Soil CO₂ and N₂O fluxes were measured monthly using the static chamber method and gas chromatography technique from 14 June 2014 to 25 June 2015 according to Cai et al. [29]. One PVC tube base with a groove outside but without top and bottom (20 cm inside diameter, and 15 cm height) was inserted into a 10 cm-depth soil in each plot. The removable chamber with a small silicon-sealed bent for gas sampling and a port for measuring chamber temperature at the top of the chamber (without bottom, 21 cm in diameter and 30 cm in height) was placed into the PVC tube base during sampling and removed afterwards. Litter and plants were removed around the tube base before fixing it and four replicates were set in each treatment.

Samples were taken between 10:00 a.m. and 1:00 p.m. in order to minimize diurnal variation in fluxes. Each time, four air samples of each chamber were manually pulled into 100 mL pre-evacuated gas collecting bags (made in Dalian, China) at 0, 15, 30, and 45 min after enclosure of the chamber, and were taken to the laboratory for analysis using gas chromatography (Agilent 7890A, Santa Clara, CA, USA) within two weeks. Air temperature inside the chamber was measured with a mercury-in-glass thermometer at the time of gas sampling. Soil temperature and moisture were measured outside of each chamber with the DS1923G temperature sensor with iButton data loggers (Maxim/Dallas Semiconductor Inc., Dallas, TX, USA).

Soil CO₂ and N₂O fluxes were calculated as the slope of linear regression between gases concentration and time with an average chamber temperature [30]. All the coefficients of the linear regression (r²) were greater than 0.80 in this study.

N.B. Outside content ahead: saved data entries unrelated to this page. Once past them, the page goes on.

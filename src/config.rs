//! Formatter options and configuration.

use serde::{Deserialize, Serialize};
use std::path::Path;

use crate::error::Result;

/// Options shared by every layout component.
#[derive(Debug, Clone, PartialEq, Eq, Serialize, Deserialize)]
#[serde(default)]
pub struct FormatterConfig {
    /// Keep capital letters; when false, text is lower-cased before translation
    pub mark_capital_letters: bool,

    /// Character used for indents, padding and margins
    pub space_char: char,

    /// Text rendered for a page reference that is not resolved yet
    pub unresolved_placeholder: String,

    /// Maximum number of pagination passes before giving up
    pub max_passes: usize,
}

impl FormatterConfig {
    /// Create new options with defaults.
    pub fn new() -> Self {
        Self::default()
    }

    /// Keep or fold capital letters.
    pub fn with_capital_letters(mut self, mark: bool) -> Self {
        self.mark_capital_letters = mark;
        self
    }

    /// Set the space character.
    pub fn with_space_char(mut self, space: char) -> Self {
        self.space_char = space;
        self
    }

    /// Set the placeholder for unresolved references.
    pub fn with_placeholder(mut self, placeholder: impl Into<String>) -> Self {
        self.unresolved_placeholder = placeholder.into();
        self
    }

    /// Set the maximum number of passes.
    pub fn with_max_passes(mut self, passes: usize) -> Self {
        self.max_passes = passes.max(1);
        self
    }

    /// Case-fold text unless capitals are marked.
    pub fn fold_case(&self, text: &str) -> String {
        if self.mark_capital_letters {
            text.to_string()
        } else {
            text.to_lowercase()
        }
    }

    /// Parse options from JSON. Missing keys take their defaults.
    pub fn from_json(json: &str) -> Result<Self> {
        Ok(serde_json::from_str(json)?)
    }

    /// Load options from a JSON file.
    pub fn from_path<P: AsRef<Path>>(path: P) -> Result<Self> {
        let json = std::fs::read_to_string(path)?;
        Self::from_json(&json)
    }
}

impl Default for FormatterConfig {
    fn default() -> Self {
        Self {
            mark_capital_letters: true,
            space_char: ' ',
            unresolved_placeholder: "??".to_string(),
            max_passes: 8,
        }
    }
}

Flux was calculated as:

$$\mathrm{F}=\frac{dc}{dt}\times \frac{\mathrm{p}}{0.082\mathrm{T}}\times \mathrm{M}\times \frac{\mathrm{V}}{\mathrm{A}}$$

(1)

where F is the gas flux (µg N m⁻² h⁻¹ for N₂O and mg C m⁻² h⁻¹ for CO₂), $\frac{dc}{dt}$ is the rate of change in gas concentration inside the chamber, p is barometric pressure at temperature T (atm), T is the air temperature inside the chamber in K, M is the molecular weight of the gas, 0.082 is the universal gas constant, V is the chamber volume (m³) and A is the chamber area (m²).

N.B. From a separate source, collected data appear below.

impl PageStruct {
    /// Pages produced so far, all sections.
    pub fn page_count(&self) -> usize {
        self.page_count
    }

    /// Page index where the next section continues numbering.
    pub fn current_page_offset(&self) -> usize {
        self.current_page_offset
    }

    fn increase_page_count(&mut self) {
        self.page_count += 1;
    }

    fn set_current_sequence(&mut self, psb: &PageSequenceBuilder) {
        self.current_page_offset = psb.to_index();
    }
}

/// Sheets of a document space, pulled section by section.
///
/// Simplex sections seal one sheet per page; duplex sections pair pages
/// front and back. Each sheet records whether a volume may end after it.
#[derive(Debug, Clone)]
pub struct SheetDataSource {
    page_struct: PageStruct,
    fcontext: Rc<FormatterContext>,
    context: Context,
    sections: Rc<[BlockSequence]>,
    offset: usize,
    section_index: usize,
    psb: Option<PageSequenceBuilder>,
    section_properties: Option<SectionProperties>,
    sheet: Option<SheetBuilder>,
    identity: Option<SheetIdentity>,
    sheet_index: usize,
    page_index: usize,
    sheet_buffer: Vec<Sheet>,
    vol_break_allowed: bool,
}

impl SheetDataSource {
    /// Create a source over `sections`, laid out in `context`'s space.
    pub fn new(
        fcontext: Rc<FormatterContext>,
        context: Context,
        sections: Rc<[BlockSequence]>,
    ) -> Self {
        Self {
            page_struct: PageStruct::default(),
            fcontext,
            context,
            sections,
            offset: 0,
            section_index: 0,
            psb: None,
            section_properties: None,
            sheet: None,
            identity: None,
            sheet_index: 0,
            page_index: 0,
            sheet_buffer: Vec::new(),
            vol_break_allowed: true,
        }
    }

    pub fn page_struct(&self) -> &PageStruct {
        &self.page_struct
    }

    /// Buffer sheets until `count` are available past the offset.
    ///
    /// `None` buffers everything. Returns false if the content ran out first.
    fn ensure_buffer(&mut self, count: Option<usize>, refs: &mut dyn CrossReferences) -> Result<bool> {
        while count.map_or(true, |n| self.sheet_buffer.len() - self.offset < n) {
            if !self.psb.as_ref().is_some_and(PageSequenceBuilder::has_next) {
                let sections = Rc::clone(&self.sections);
                let Some(section) = sections.get(self.section_index) else {
                    return Ok(false);
                };
                self.section_index += 1;
                let offset = match section.initial_page_number {
                    Some(number) => number.saturating_sub(1) as usize,
                    None => self.page_struct.current_page_offset(),
                };
                log::debug!(
                    "starting section {} at page index {}",
                    self.section_index,
                    offset
                );
                self.psb = Some(PageSequenceBuilder::new(
                    section,
                    self.section_index,
                    self.page_struct.page_count(),
                    offset,
                    Rc::clone(&self.fcontext),
                    refs,
                    &self.context,
                )?);
                self.section_properties = Some(section.master.new_section_properties());
                self.sheet = None;
                self.identity = None;
                self.sheet_index = 0;
                self.page_index = 0;
            }

            let (Some(psb), Some(properties)) = (self.psb.as_mut(), self.section_properties) else {
                return Err(Error::Internal("no section is open".into()));
            };
            let current_size = self.sheet_buffer.len();
            while psb.has_next() && current_size == self.sheet_buffer.len() {
                if !properties.duplex || self.page_index % 2 == 0 {
                    if let Some(sheet) = self.sheet.take() {
                        self.sheet_buffer.push(sheet.build());
                        continue;
                    }
                    self.vol_break_allowed = true;
                    self.sheet = Some(SheetBuilder::new(properties));
                    self.identity = Some(SheetIdentity::new(
                        self.context.space,
                        self.context.current_volume,
                        self.sheet_buffer.len(),
                    ));
                    self.sheet_index += 1;
                }
                let (Some(sheet), Some(identity)) = (self.sheet.as_mut(), self.identity) else {
                    return Err(Error::Internal("no sheet is open".into()));
                };

                let page = psb.next_page(refs, &self.context)?;
                self.page_struct.increase_page_count();
                sheet.set_avoid_volume_break_after(page.avoid_volume_break_after());
                if !psb.has_next() {
                    // A section boundary is always a possible volume break.
                    sheet.set_avoid_volume_break_after(None);
                    sheet.set_breakable(true);
                } else {
                    let breakable = refs.breakable(&identity);
                    if !breakable {
                        sheet.set_avoid_volume_break_after(Some(1));
                    }
                    sheet.set_breakable(breakable);
                }

                keep_previous_sheets(
                    refs,
                    &identity,
                    page.keep_previous_sheets().min(self.sheet_index - 1),
                );
                self.vol_break_allowed &= page.allows_volume_break();
                if !properties.duplex || self.page_index % 2 == 1 {
                    refs.set_breakable(&identity, self.vol_break_allowed);
                }
                sheet.add(page)?;
                self.page_index += 1;
            }

            if !psb.has_next() {
                if let Some(sheet) = self.sheet.take() {
                    self.sheet_buffer.push(sheet.build());
                }
                let start = psb.global_start_index();
                refs.register_section_scope(
                    self.context.space,
                    self.context.current_volume,
                    self.section_index,
                    SectionScope {
                        start,
                        end: start + psb.page_count(),
                    },
                );
                self.page_struct.set_current_sequence(psb);
            }
        }
        Ok(true)
    }
}

/// Mark up to `count` sheets before `identity` as not breakable.
///
/// The first sheet of the space is never marked.
fn keep_previous_sheets(refs: &mut dyn CrossReferences, identity: &SheetIdentity, count: usize) {
    let mut index = identity.sheet_index;
    for _ in 0..count {
        if index <= 1 {
            break;
        }
        index -= 1;
        let previous = SheetIdentity::new(identity.space, identity.volume, index);
        refs.set_breakable(&previous, false);
    }
}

2.5. Soil Samples and Analysis

Soil samples (n = 4) in each treatment were collected in August and November of 2014, and February and May of 2015. At each sampling date, we took five topsoil (0–15 cm) cores (2.5 cm diameter) close to each chamber and then combined into one composite sample. Soil samples were sieved through 2 mm mesh to remove visible living plant and rock, stored in an icebox at 4 °C, and delivered to the laboratory for analysis.

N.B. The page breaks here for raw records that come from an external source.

//! Page geometry, templates and the document/section containers.

use serde::{Deserialize, Serialize};
use std::path::Path;
use std::rc::Rc;

use super::{Block, Expression, NumeralStyle};
use crate::error::Result;

/// Page geometry and templates shared by every page of a section.
#[derive(Debug, Clone, PartialEq, Serialize, Deserialize)]
pub struct LayoutMaster {
    /// Page width in cells
    pub page_width: usize,

    /// Page height in rows
    pub page_height: usize,

    /// Margin on the binding side (odd pages)
    #[serde(default)]
    pub inner_margin: usize,

    /// Margin on the outer side (even pages)
    #[serde(default)]
    pub outer_margin: usize,

    /// Default row spacing multiplier (>= 1.0)
    #[serde(default = "default_row_spacing")]
    pub row_spacing: f32,

    /// Print on both sides of the sheet
    #[serde(default)]
    pub duplex: bool,

    /// Page templates, first match wins
    #[serde(default)]
    pub templates: Vec<PageTemplate>,

    /// Reserved page area
    #[serde(default)]
    pub page_area: Option<PageAreaProperties>,

    /// Border fill rows above and below the page content
    #[serde(default)]
    pub border: Option<PageBorder>,
}

fn default_row_spacing() -> f32 {
    1.0
}

static DEFAULT_TEMPLATE: PageTemplate = PageTemplate {
    condition: PageCondition::Any,
    header: Vec::new(),
    footer: Vec::new(),
};

impl LayoutMaster {
    /// Create a simplex master without templates.
    pub fn new(page_width: usize, page_height: usize) -> Self {
        Self {
            page_width,
            page_height,
            inner_margin: 0,
            outer_margin: 0,
            row_spacing: default_row_spacing(),
            duplex: false,
            templates: Vec::new(),
            page_area: None,
            border: None,
        }
    }

    /// Enable or disable duplex.
    pub fn with_duplex(mut self, duplex: bool) -> Self {
        self.duplex = duplex;
        self
    }

    /// Set inner and outer margins.
    pub fn with_margins(mut self, inner: usize, outer: usize) -> Self {
        self.inner_margin = inner;
        self.outer_margin = outer;
        self
    }

    /// Add a page template.
    pub fn with_template(mut self, template: PageTemplate) -> Self {
        self.templates.push(template);
        self
    }

    /// Set the page area.
    pub fn with_page_area(mut self, area: PageAreaProperties) -> Self {
        self.page_area = Some(area);
        self
    }

    /// Set the page border.
    pub fn with_border(mut self, border: PageBorder) -> Self {
        self.border = Some(border);
        self
    }

    /// Width available to the text flow.
    pub fn flow_width(&self) -> usize {
        self.page_width
            .saturating_sub(self.inner_margin)
            .saturating_sub(self.outer_margin)
    }

    /// The template for a page number (1-indexed).
    pub fn template(&self, page_number: u32) -> &PageTemplate {
        self.templates
            .iter()
            .find(|t| t.applies_to(page_number))
            .unwrap_or(&DEFAULT_TEMPLATE)
    }

    /// Height of a field list group in rows.
    pub fn fields_height(&self, fields: &[FieldList]) -> f32 {
        fields
            .iter()
            .map(|f| f.row_spacing.unwrap_or(self.row_spacing).max(1.0))
            .sum()
    }

    /// Height of the template's header.
    pub fn header_height(&self, template: &PageTemplate) -> f32 {
        self.fields_height(&template.header)
    }

    /// Height of the template's footer.
    pub fn footer_height(&self, template: &PageTemplate) -> f32 {
        self.fields_height(&template.footer)
    }

    /// Rows taken by the border.
    pub fn border_rows(&self) -> usize {
        self.border.as_ref().map_or(0, PageBorder::row_count)
    }

    /// Rows available to the text flow (and page area) for a template.
    pub fn flow_height(&self, template: &PageTemplate) -> usize {
        let fields = (self.header_height(template) + self.footer_height(template)).ceil() as usize;
        self.page_height
            .saturating_sub(fields)
            .saturating_sub(self.border_rows())
    }

    /// Margin for a page number: outer on even pages, inner on odd ones.
    pub fn page_margin(&self, page_number: u32) -> usize {
        if page_number % 2 == 0 {
            self.outer_margin
        } else {
            self.inner_margin
        }
    }

    /// Physical section properties.
    pub fn new_section_properties(&self) -> SectionProperties {
        SectionProperties {
            duplex: self.duplex,
            page_width: self.page_width,
            page_height: self.page_height,
        }
    }
}

/// Physical properties shared by the sheets of a section.
#[derive(Debug, Clone, Copy, PartialEq, Eq, Serialize, Deserialize)]
pub struct SectionProperties {
    /// Print on both sides
    pub duplex: bool,
    /// Page width in cells
    pub page_width: usize,
    /// Page height in rows
    pub page_height: usize,
}

impl SectionProperties {
    /// Pages per sheet.
    pub fn pages_per_sheet(&self) -> usize {
        if self.duplex {
            2
        } else {
            1
        }
    }
}

/// Which pages a template applies to.
#[derive(Debug, Clone, Copy, Default, PartialEq, Eq, Serialize, Deserialize)]
#[serde(rename_all = "snake_case")]
pub enum PageCondition {
    /// Every page
    #[default]
    Any,
    /// Odd page numbers
    Odd,
    /// Even page numbers
    Even,
}

/// Header and footer fields for a set of pages.
#[derive(Debug, Clone, Default, PartialEq, Serialize, Deserialize)]
pub struct PageTemplate {
    /// Pages the template applies to
    #[serde(default)]
    pub condition: PageCondition,
    /// Header rows
    #[serde(default)]
    pub header: Vec<FieldList>,
    /// Footer rows
    #[serde(default)]
    pub footer: Vec<FieldList>,
}

impl PageTemplate {
    /// Create a template for every page.
    pub fn new() -> Self {
        Self::default()
    }

    /// Restrict the template to some pages.
    pub fn with_condition(mut self, condition: PageCondition) -> Self {
        self.condition = condition;
        self
    }

    /// Add a header row.
    pub fn with_header(mut self, fields: FieldList) -> Self {
        self.header.push(fields);
        self
    }

    /// Add a footer row.
    pub fn with_footer(mut self, fields: FieldList) -> Self {
        self.footer.push(fields);
        self
    }

    /// Check if the template applies to a page number.
    pub fn applies_to(&self, page_number: u32) -> bool {
        match self.condition {
            PageCondition::Any => true,
            PageCondition::Odd => page_number % 2 == 1,
            PageCondition::Even => page_number % 2 == 0,
        }
    }
}

/// The fields of one header or footer row.
///
/// One field is placed left, two are placed left and right, three are
/// placed left, center and right.
#[derive(Debug, Clone, Default, PartialEq, Serialize, Deserialize)]
pub struct FieldList {
    /// Fields, left to right
    pub fields: Vec<Field>,
    /// Row spacing override
    #[serde(default)]
    pub row_spacing: Option<f32>,
}

impl FieldList {
    /// Create a field list.
    pub fn new(fields: Vec<Field>) -> Self {
        Self {
            fields,
            row_spacing: None,
        }
    }
}

/// A header or footer field.
#[derive(Debug, Clone, PartialEq, Eq, Serialize, Deserialize)]
#[serde(tag = "type", rename_all = "snake_case")]
pub enum Field {
    /// Literal text
    Text {
        /// The text
        text: String,
    },
    /// The current page number
    PageNumber {
        /// Numeral style
        #[serde(default)]
        style: NumeralStyle,
    },
    /// An expression evaluated for the page
    Evaluate {
        /// The expression
        expression: Expression,
    },
    /// The value of a marker found on the page
    MarkerReference {
        /// Marker name
        name: String,
        /// Use the last matching marker instead of the first
        #[serde(default)]
        last: bool,
    },
}

/// Vertical placement of the page area.
#[derive(Debug, Clone, Copy, Default, PartialEq, Eq, Serialize, Deserialize)]
#[serde(rename_all = "snake_case")]
pub enum PageAreaAlignment {
    /// Below the header
    Top,
    /// Above the footer
    #[default]
    Bottom,
}

/// Reserved region holding page-area blocks.
#[derive(Debug, Clone, Default, PartialEq, Serialize, Deserialize)]
pub struct PageAreaProperties {
    /// Top or bottom of the page
    #[serde(default)]
    pub alignment: PageAreaAlignment,
    /// Maximum rows of page-area content per page
    pub max_height: usize,
    /// Static blocks rendered before the area content
    #[serde(default)]
    pub before: Vec<Block>,
    /// Static blocks rendered after the area content
    #[serde(default)]
    pub after: Vec<Block>,
}

/// Fill patterns for the rows framing the page.
#[derive(Debug, Clone, Default, PartialEq, Eq, Serialize, Deserialize)]
pub struct PageBorder {
    /// Pattern for the row above the header
    #[serde(default)]
    pub top: Option<String>,
    /// Pattern for the row below the footer
    #[serde(default)]
    pub bottom: Option<String>,
}

impl PageBorder {
    /// Number of border rows.
    pub fn row_count(&self) -> usize {
        usize::from(self.top.is_some()) + usize::from(self.bottom.is_some())
    }
}

/// A section: blocks laid out with one layout master.
#[derive(Debug, Clone, PartialEq, Serialize, Deserialize)]
pub struct BlockSequence {
    /// Page geometry and templates
    pub master: Rc<LayoutMaster>,

    /// Page number of the first page, overriding the running count
    #[serde(default)]
    pub initial_page_number: Option<u32>,

    /// Content blocks
    #[serde(default)]
    pub blocks: Vec<Block>,
}

impl BlockSequence {
    /// Create a section.
    pub fn new(master: LayoutMaster) -> Self {
        Self {
            master: Rc::new(master),
            initial_page_number: None,
            blocks: Vec::new(),
        }
    }

    /// Set the initial page number.
    pub fn with_initial_page_number(mut self, number: u32) -> Self {
        self.initial_page_number = Some(number);
        self
    }

    /// Add a block.
    pub fn add_block(&mut self, block: Block) {
        self.blocks.push(block);
    }

    /// Add a block, builder style.
    pub fn with_block(mut self, block: Block) -> Self {
        self.blocks.push(block);
        self
    }
}

/// A document: an ordered list of sections.
#[derive(Debug, Clone, Default, PartialEq, Serialize, Deserialize)]
pub struct Document {
    /// Sections, in order
    pub sections: Vec<BlockSequence>,
}

impl Document {
    /// Create an empty document.
    pub fn new() -> Self {
        Self::default()
    }

    /// Add a section.
    pub fn add_section(&mut self, section: BlockSequence) {
        self.sections.push(section);
    }

    /// Number of blocks across all sections.
    pub fn block_count(&self) -> usize {
        self.sections.iter().map(|s| s.blocks.len()).sum()
    }

    /// Parse a document from JSON.
    pub fn from_json(json: &str) -> Result<Self> {
        Ok(serde_json::from_str(json)?)
    }

    /// Load a document from a JSON file.
    pub fn from_path<P: AsRef<Path>>(path: P) -> Result<Self> {
        let json = std::fs::read_to_string(path)?;
        Self::from_json(&json)
    }
}

#[cfg(test)]
mod tests {
    use super::*;

    fn header(text: &str) -> FieldList {
        FieldList::new(vec![Field::Text { text: text.into() }])
    }

    #[test]
    fn test_flow_dimensions() {
        let master = LayoutMaster::new(32, 29)
            .with_margins(2, 1)
            .with_template(PageTemplate::new().with_header(header("h")).with_footer(header("f")))
            .with_border(PageBorder {
                top: Some("=".into()),
                bottom: None,
            });
        assert_eq!(master.flow_width(), 29);
        assert_eq!(master.flow_height(master.template(1)), 29 - 2 - 1);
        assert_eq!(master.page_margin(1), 2);
        assert_eq!(master.page_margin(2), 1);
    }

    #[test]
    fn test_template_selection() {
        let master = LayoutMaster::new(20, 10)
            .with_template(PageTemplate::new().with_condition(PageCondition::Even).with_header(header("even")))
            .with_template(PageTemplate::new().with_header(header("any")).with_footer(header("f")));
        assert_eq!(master.template(2).header, vec![header("even")]);
        assert_eq!(master.template(3).header, vec![header("any")]);
        assert_eq!(master.flow_height(master.template(3)), 8);
    }

    #[test]
    fn test_default_template_is_empty() {
        let master = LayoutMaster::new(20, 10);
        assert!(master.template(1).header.is_empty());
        assert_eq!(master.flow_height(master.template(1)), 10);
    }

    #[test]
    fn test_document_from_json() {
        let json = r#"{
            "sections": [{
                "master": {"page_width": 20, "page_height": 5, "duplex": true},
                "blocks": [{"segments": [{"type": "text", "text": "Hello"}]}]
            }]
        }"#;
        let doc = Document::from_json(json).unwrap();
        assert_eq!(doc.sections.len(), 1);
        assert!(doc.sections[0].master.duplex);
        assert_eq!(doc.sections[0].master.row_spacing, 1.0);
        assert_eq!(doc.block_count(), 1);
    }
}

Soil organic C (SOC) was determined using the K₂Cr₂O₇-H₂SO₄ wet digestion method [31]. After digestion with K₂Cr₂O₇-H₂SO₄, FeSO₄ was used to titrate the remaining K₂Cr₂O₇ in the digestion solution and SOC was calculated based on the consumptions of the K₂Cr₂O₇. The dissolve organic C (DOC) was measured using the K₂Cr₂O₇-H₂SO₄ wet digestion method after extracted by deionized water [32]. Total soil N (TN) was determined by semi-micro Kjeldahl digestion using Se, CuSO₄, and K₂SO₄ as catalysts [33]. Soil ammonium (NH₄⁺), nitrate (NO₃⁻), and nitrite (NO₂⁻)-N concentrations were determined using Auto Analyzer 3 (AA3, Bran Luebbe, Norderstedt, Germany) after being extracted with 2 M KCl solution (soil:water = 1:5) for 1 h [34]. Microbial biomass C (MBC) and N (MBN) concentrations were measured with the chloroform fumigation extraction method [35]. MBC and MBN were calculated as the difference between the C and N concentrations extracted with 2 M K₂SO₄ solution of the fumigated and non-fumigated soil, respectively, and then divided an efficiency factor K = 0.45. All the concentrations were calculated based on soil dry weight.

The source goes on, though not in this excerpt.